Actors Perform in "Splitting Infinity"
Robbie and Leigh in Jamie Pachino’s Splitting Infinity at San Jose Rep. (photo: Robert Shomler)

Serving as a spokesperson for Christian Science, much of my time is spent correcting inaccuracies and misconceptions about my faith that appear in the daily press and, rarely but occasionally, the entertainment media.  In one particular instance, however, I was pleased to find that few such corrections were necessary thanks, in no small measure, to the performance of one woman in Jamie Pachino’s stage play, “Splitting Infinity.”

The play explores the apparent conflict between science and religion; between those who rely solely upon mathematical and empirical evidence as a means of understanding the physical universe, and those who turn to prayer to connect with the infinite Divine. The characters employed include a Nobel laureate astrophysicist, her lover, a rabbi, and a devout Christian Scientist.

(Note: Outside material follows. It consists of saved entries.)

use std::path::PathBuf;
use std::process;

use clap::Args;

use super::{load_ast_or_exit, report, resolve_config};

#[derive(Args)]
pub struct HashArgs {
    /// AST file (JSON)
    pub input: PathBuf,
    /// Print full 64-character hashes
    #[arg(long)]
    pub full: bool,
    /// Translator config (default: aero.toml next to the input)
    #[arg(long)]
    pub config: Option<PathBuf>,
}

pub fn cmd_hash(args: HashArgs) {
    let HashArgs {
        input,
        full,
        config,
    } = args;
    let cfg = resolve_config(config.as_deref(), &input, None);
    let file = load_ast_or_exit(&input);

    let result = aero::translate_with_config(&file, &cfg);
    report(&input, &result);
    let Ok(translation) = result else {
        process::exit(1);
    };

    let show = |h: aero::hash::ContentHash| if full { h.to_hex() } else { h.to_string() };
    let module_hash = aero::hash::hash_module(&translation.module);
    eprintln!("Module: {} {}", show(module_hash), translation.module.name);
    for (name, hash) in aero::hash::hash_functions(&translation.module) {
        println!("  {} {}", show(hash), name);
    }
}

It would perhaps be tempting (if predictable) to pit one side against the other in this cosmic quest — the rational empiricists against the irrational religionists. And it might be equally tempting (and equally predictable) to create and cast stereotyped caricatures of the respective viewpoints presented. But this is not what I found in “Splitting Infinity.” Instead, I found that these characters actually had a lot more in common than not.

As I watched the play — paying particular attention to how Christian Science was both presented and portrayed — I was surprised to see a balanced, if not entirely accurate, presentation.

Sure, the scripting could have been better. For instance, none of the Christian Scientists I’ve ever known are categorically opposed to the medical profession, as was implied in the play. No Christian Scientist I know would ever knowingly allow their child to suffer. And no Christian Scientist I know would ever sacrifice their child in the name of religious dogma. That said, the woman who played the Christian Scientist did a commendable job of presenting a sympathetic character — thoughtful, intelligent, and caring.

What I saw in this character was a woman acting in consonance with her highest sense of right; a woman whose decision to rely solely on prayer for healing — and her expectation of healing — was born of her personal success in keeping her own diabetes at bay; a woman not unlike many of those in the audience perhaps facing similar challenges, similar crucibles, similar decisions.

The end of the play leaves the audience considering two symmetric if unanswered questions: Was the Christian Scientist betrayed by her faith in God? Was the astrophysicist betrayed by her quest to discover a Godless universe?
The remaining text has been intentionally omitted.